Saved data entries
——

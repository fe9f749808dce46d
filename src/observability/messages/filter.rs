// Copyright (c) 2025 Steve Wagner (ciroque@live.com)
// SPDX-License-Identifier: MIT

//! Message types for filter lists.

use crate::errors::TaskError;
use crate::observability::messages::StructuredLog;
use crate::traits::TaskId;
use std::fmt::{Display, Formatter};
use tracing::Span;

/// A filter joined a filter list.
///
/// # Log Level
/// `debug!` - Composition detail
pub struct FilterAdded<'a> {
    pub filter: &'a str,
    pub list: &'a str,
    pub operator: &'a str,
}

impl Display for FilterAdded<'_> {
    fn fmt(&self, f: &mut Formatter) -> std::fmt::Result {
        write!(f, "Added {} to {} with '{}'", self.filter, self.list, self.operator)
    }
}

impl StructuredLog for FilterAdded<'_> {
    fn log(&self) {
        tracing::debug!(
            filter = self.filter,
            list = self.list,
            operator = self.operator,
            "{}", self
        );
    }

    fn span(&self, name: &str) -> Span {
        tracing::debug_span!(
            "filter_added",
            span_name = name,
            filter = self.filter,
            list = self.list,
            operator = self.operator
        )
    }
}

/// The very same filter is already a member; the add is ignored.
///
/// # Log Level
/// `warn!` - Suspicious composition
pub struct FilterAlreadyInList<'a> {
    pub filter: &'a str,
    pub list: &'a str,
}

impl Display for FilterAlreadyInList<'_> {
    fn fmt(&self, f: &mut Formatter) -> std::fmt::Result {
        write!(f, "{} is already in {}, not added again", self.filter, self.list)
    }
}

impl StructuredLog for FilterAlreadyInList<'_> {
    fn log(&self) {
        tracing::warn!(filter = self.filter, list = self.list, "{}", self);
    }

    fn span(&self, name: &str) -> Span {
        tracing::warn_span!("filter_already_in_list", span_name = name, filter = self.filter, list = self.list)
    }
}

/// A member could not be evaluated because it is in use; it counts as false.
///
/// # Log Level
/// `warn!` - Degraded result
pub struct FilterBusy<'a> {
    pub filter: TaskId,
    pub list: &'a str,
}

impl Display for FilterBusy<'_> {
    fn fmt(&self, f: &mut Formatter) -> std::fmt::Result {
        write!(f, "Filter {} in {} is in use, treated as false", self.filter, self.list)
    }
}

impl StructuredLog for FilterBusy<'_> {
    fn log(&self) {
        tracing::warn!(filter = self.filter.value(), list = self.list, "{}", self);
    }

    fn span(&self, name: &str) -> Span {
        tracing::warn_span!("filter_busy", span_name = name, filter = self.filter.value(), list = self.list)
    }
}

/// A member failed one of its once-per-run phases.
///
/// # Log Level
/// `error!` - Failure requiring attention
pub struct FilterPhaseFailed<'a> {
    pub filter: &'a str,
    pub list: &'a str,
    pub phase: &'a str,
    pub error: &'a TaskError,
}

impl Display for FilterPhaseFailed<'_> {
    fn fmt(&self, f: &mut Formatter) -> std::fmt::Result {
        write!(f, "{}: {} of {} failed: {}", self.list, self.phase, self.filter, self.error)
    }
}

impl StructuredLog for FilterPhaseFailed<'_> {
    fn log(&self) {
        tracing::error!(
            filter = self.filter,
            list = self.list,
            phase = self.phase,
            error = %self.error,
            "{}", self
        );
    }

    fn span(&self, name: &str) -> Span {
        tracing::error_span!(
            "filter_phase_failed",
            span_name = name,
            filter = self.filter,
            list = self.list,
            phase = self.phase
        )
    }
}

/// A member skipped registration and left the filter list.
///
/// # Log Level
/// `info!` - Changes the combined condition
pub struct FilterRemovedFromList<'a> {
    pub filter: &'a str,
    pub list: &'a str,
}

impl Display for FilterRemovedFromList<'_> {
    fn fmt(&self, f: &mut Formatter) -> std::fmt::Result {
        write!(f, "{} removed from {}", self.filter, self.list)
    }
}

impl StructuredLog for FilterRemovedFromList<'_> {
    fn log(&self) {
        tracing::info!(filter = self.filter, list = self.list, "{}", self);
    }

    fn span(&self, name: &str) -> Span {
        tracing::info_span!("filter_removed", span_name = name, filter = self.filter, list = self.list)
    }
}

——

Give the data again, exactly as it appears above.

repository fe9f749808dce46d
filename src/observability/messages/filter.rs
// Copyright (c) 2025 Steve Wagner (ciroque@live.com)
// SPDX-License-Identifier: MIT

//! Message types for filter lists.

use crate::errors::TaskError;
use crate::observability::messages::StructuredLog;
use crate::traits::TaskId;
use std::fmt::{Display, Formatter};
use tracing::Span;

/// A filter joined a filter list.
///
/// # Log Level
/// `debug!` - Composition detail
pub struct FilterAdded<'a> {
    pub filter: &'a str,
    pub list: &'a str,
    pub operator: &'a str,
}

impl Display for FilterAdded<'_> {
    fn fmt(&self, f: &mut Formatter) -> std::fmt::Result {
        write!(f, "Added {} to {} with '{}'", self.filter, self.list, self.operator)
    }
}

impl StructuredLog for FilterAdded<'_> {
    fn log(&self) {
        tracing::debug!(
            filter = self.filter,
            list = self.list,
            operator = self.operator,
            "{}", self
        );
    }

    fn span(&self, name: &str) -> Span {
        tracing::debug_span!(
            "filter_added",
            span_name = name,
            filter = self.filter,
            list = self.list,
            operator = self.operator
        )
    }
}

/// The very same filter is already a member; the add is ignored.
///
/// # Log Level
/// `warn!` - Suspicious composition
pub struct FilterAlreadyInList<'a> {
    pub filter: &'a str,
    pub list: &'a str,
}

impl Display for FilterAlreadyInList<'_> {
    fn fmt(&self, f: &mut Formatter) -> std::fmt::Result {
        write!(f, "{} is already in {}, not added again", self.filter, self.list)
    }
}

impl StructuredLog for FilterAlreadyInList<'_> {
    fn log(&self) {
        tracing::warn!(filter = self.filter, list = self.list, "{}", self);
    }

    fn span(&self, name: &str) -> Span {
        tracing::warn_span!("filter_already_in_list", span_name = name, filter = self.filter, list = self.list)
    }
}

/// A member could not be evaluated because it is in use; it counts as false.
///
/// # Log Level
/// `warn!` - Degraded result
pub struct FilterBusy<'a> {
    pub filter: TaskId,
    pub list: &'a str,
}

impl Display for FilterBusy<'_> {
    fn fmt(&self, f: &mut Formatter) -> std::fmt::Result {
        write!(f, "Filter {} in {} is in use, treated as false", self.filter, self.list)
    }
}

impl StructuredLog for FilterBusy<'_> {
    fn log(&self) {
        tracing::warn!(filter = self.filter.value(), list = self.list, "{}", self);
    }

    fn span(&self, name: &str) -> Span {
        tracing::warn_span!("filter_busy", span_name = name, filter = self.filter.value(), list = self.list)
    }
}

/// A member failed one of its once-per-run phases.
///
/// # Log Level
/// `error!` - Failure requiring attention
pub struct FilterPhaseFailed<'a> {
    pub filter: &'a str,
    pub list: &'a str,
    pub phase: &'a str,
    pub error: &'a TaskError,
}

impl Display for FilterPhaseFailed<'_> {
    fn fmt(&self, f: &mut Formatter) -> std::fmt::Result {
        write!(f, "{}: {} of {} failed: {}", self.list, self.phase, self.filter, self.error)
    }
}

impl StructuredLog for FilterPhaseFailed<'_> {
    fn log(&self) {
        tracing::error!(
            filter = self.filter,
            list = self.list,
            phase = self.phase,
            error = %self.error,
            "{}", self
        );
    }

    fn span(&self, name: &str) -> Span {
        tracing::error_span!(
            "filter_phase_failed",
            span_name = name,
            filter = self.filter,
            list = self.list,
            phase = self.phase
        )
    }
}

/// A member skipped registration and left the filter list.
///
/// # Log Level
/// `info!` - Changes the combined condition
pub struct FilterRemovedFromList<'a> {
    pub filter: &'a str,
    pub list: &'a str,
}

impl Display for FilterRemovedFromList<'_> {
    fn fmt(&self, f: &mut Formatter) -> std::fmt::Result {
        write!(f, "{} removed from {}", self.filter, self.list)
    }
}

impl StructuredLog for FilterRemovedFromList<'_> {
    fn log(&self) {
        tracing::info!(filter = self.filter, list = self.list, "{}", self);
    }

    fn span(&self, name: &str) -> Span {
        tracing::info_span!("filter_removed", span_name = name, filter = self.filter, list = self.list)
    }
}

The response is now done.